Nashville built enough offense to win most Triple-A games and still left Louisville Slugger Field empty-handed, 10-8, on Saturday night. The Sounds scored first, led 3-0 after one inning and later pushed back to regain a 6-3 advantage, but Louisville kept answering until Héctor Rodríguez’s 450-foot homer and a late bullpen stand finally separated the Bats in front of 6,534 fans.

The first inning looked like a Sounds statement. Cooper Pratt jumped a pitch for his second Triple-A homer of the season, a two-run blast that gave Nashville an immediate jolt, and Jeferson Quero followed with a two-out RBI double, his seventh double of the year, to stretch the lead.

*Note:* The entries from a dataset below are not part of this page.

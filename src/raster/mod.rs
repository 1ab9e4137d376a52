//! Display-resolution stroke rasterization.

/// The drawing surface.
pub mod bitmap;
/// Coverage compositing (paint over, punch through).
pub mod composite;
/// Brush state and segment rendering.
pub mod stroke;
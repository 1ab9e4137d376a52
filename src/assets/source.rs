use std::path::Path;
use std::sync::Arc;

use anyhow::Context as _;

use crate::foundation::core::Size;
use crate::foundation::error::{MaskError, MaskResult};

/// Upload types the edit backend accepts.
pub const ACCEPTED_MIME_TYPES: [&str; 4] = ["image/png", "image/jpeg", "image/jpg", "image/webp"];

/// Largest upload the edit backend accepts by default.
pub const DEFAULT_MAX_UPLOAD_BYTES: u64 = 25 * 1024 * 1024;

#[derive(Clone, Copy, Debug, PartialEq, Eq, Hash)]
pub enum SourceFormat {
    Png,
    Jpeg,
    Webp,
}

impl SourceFormat {
    /// Parse an accepted MIME type; `image/jpg` normalizes to JPEG.
    pub fn from_mime(mime: &str) -> Option<Self> {
        match mime.trim().to_ascii_lowercase().as_str() {
            "image/png" => Some(Self::Png),
            "image/jpeg" | "image/jpg" => Some(Self::Jpeg),
            "image/webp" => Some(Self::Webp),
            _ => None,
        }
    }

    pub fn from_extension(ext: &str) -> Option<Self> {
        match ext.to_ascii_lowercase().as_str() {
            "png" => Some(Self::Png),
            "jpg" | "jpeg" => Some(Self::Jpeg),
            "webp" => Some(Self::Webp),
            _ => None,
        }
    }

    pub fn mime(self) -> &'static str {
        match self {
            Self::Png => "image/png",
            Self::Jpeg => "image/jpeg",
            Self::Webp => "image/webp",
        }
    }

    pub fn extension(self) -> &'static str {
        match self {
            Self::Png => "png",
            Self::Jpeg => "jpeg",
            Self::Webp => "webp",
        }
    }

    fn image_format(self) -> image::ImageFormat {
        match self {
            Self::Png => image::ImageFormat::Png,
            Self::Jpeg => image::ImageFormat::Jpeg,
            Self::Webp => image::ImageFormat::WebP,
        }
    }
}

/// An accepted, decodable upload. Immutable once loaded.
#[derive(Clone, Debug)]
pub struct SourceImage {
    bytes: Arc<Vec<u8>>,
    size: Size,
    format: SourceFormat,
}

impl SourceImage {
    /// Validate type and size, then decode to learn the pixel dimensions.
    pub fn from_upload(bytes: Vec<u8>, mime: &str, max_upload_bytes: u64) -> MaskResult<Self> {
        let format = SourceFormat::from_mime(mime).ok_or_else(|| {
            MaskError::validation(format!(
                "unsupported image type '{mime}'; expected one of {}",
                ACCEPTED_MIME_TYPES.join(", ")
            ))
        })?;
        if bytes.len() as u64 > max_upload_bytes {
            return Err(MaskError::validation(format!(
                "image is {} bytes; the maximum is {max_upload_bytes}",
                bytes.len()
            )));
        }

        // Header only; pixels are decoded on demand by the downscale path.
        let reader = image::ImageReader::with_format(
            std::io::Cursor::new(bytes.as_slice()),
            format.image_format(),
        );
        let (width, height) = reader
            .into_dimensions()
            .map_err(|e| MaskError::decode(format!("read {} header: {e}", format.extension())))?;
        let size = Size::new(width, height)?;

        tracing::debug!(%size, format = format.extension(), bytes = bytes.len(), "source image loaded");
        Ok(Self {
            bytes: Arc::new(bytes),
            size,
            format,
        })
    }

    /// Load from disk, inferring the type from the file extension.
    pub fn from_path(path: &Path, max_upload_bytes: u64) -> MaskResult<Self> {
        let format = path
            .extension()
            .and_then(|e| e.to_str())
            .and_then(SourceFormat::from_extension)
            .ok_or_else(|| {
                MaskError::validation(format!(
                    "cannot infer image type from '{}'",
                    path.display()
                ))
            })?;
        let bytes =
            std::fs::read(path).with_context(|| format!("read image '{}'", path.display()))?;
        Self::from_upload(bytes, format.mime(), max_upload_bytes)
    }

    pub fn bytes(&self) -> &[u8] {
        &self.bytes
    }

    pub fn byte_len(&self) -> u64 {
        self.bytes.len() as u64
    }

    pub fn size(&self) -> Size {
        self.size
    }

    pub fn format(&self) -> SourceFormat {
        self.format
    }

    /// Decode the full image. Used only when the upload has to be re-encoded.
    pub(crate) fn decode(&self) -> MaskResult<image::DynamicImage> {
        image::load_from_memory_with_format(&self.bytes, self.format.image_format())
            .map_err(|e| MaskError::decode(format!("decode source image: {e}")))
    }
}

#[cfg(test)]
#[path = "../../tests/unit/assets/source.rs"]
mod tests;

Nashville kept piling on from there, with Jett Williams reaching multiple times, Pratt adding more run production and Brock Wilken extending his on-base streak to 27 straight games.

AI-generated illustration
AI-generated illustration

That surge mattered because it kept Nashville in control even as Louisville kept moving the game back toward even. The Bats got timely production from Edwin Arroyo, who reached base four times and drove in multiple runs, and they leaned on a spot start from Sam Benschoter, who held the Sounds to three runs over three innings long enough for the offense to catch up. Rodríguez then delivered the loudest swing of the night, a shot measured at 450 feet and noted as the second-longest homer by any Louisville player in 2026.

The decisive stretch came when Nashville’s pitching lost the strike zone and the game turned into a parade of free passes and hitter-friendly counts. Carlos Rodriguez was charged with seven runs in 3.1 innings, and that instability wiped out the early cushion and the 6-3 edge Nashville had rebuilt in the fourth. The Sounds tied the game again in the middle innings, which kept the contest alive deep into the night, but Louisville’s response was cleaner and more composed when it mattered most.

For Nashville, the defeat carried a familiar sting after Friday night’s 9-6 loss, when the Bats broke open the game with a seven-run third inning. The Sounds have had enough offense to trade punches in back-to-back games, but until the pitching sharpens in the exact innings when pressure spikes, eight runs will keep feeling like almost enough.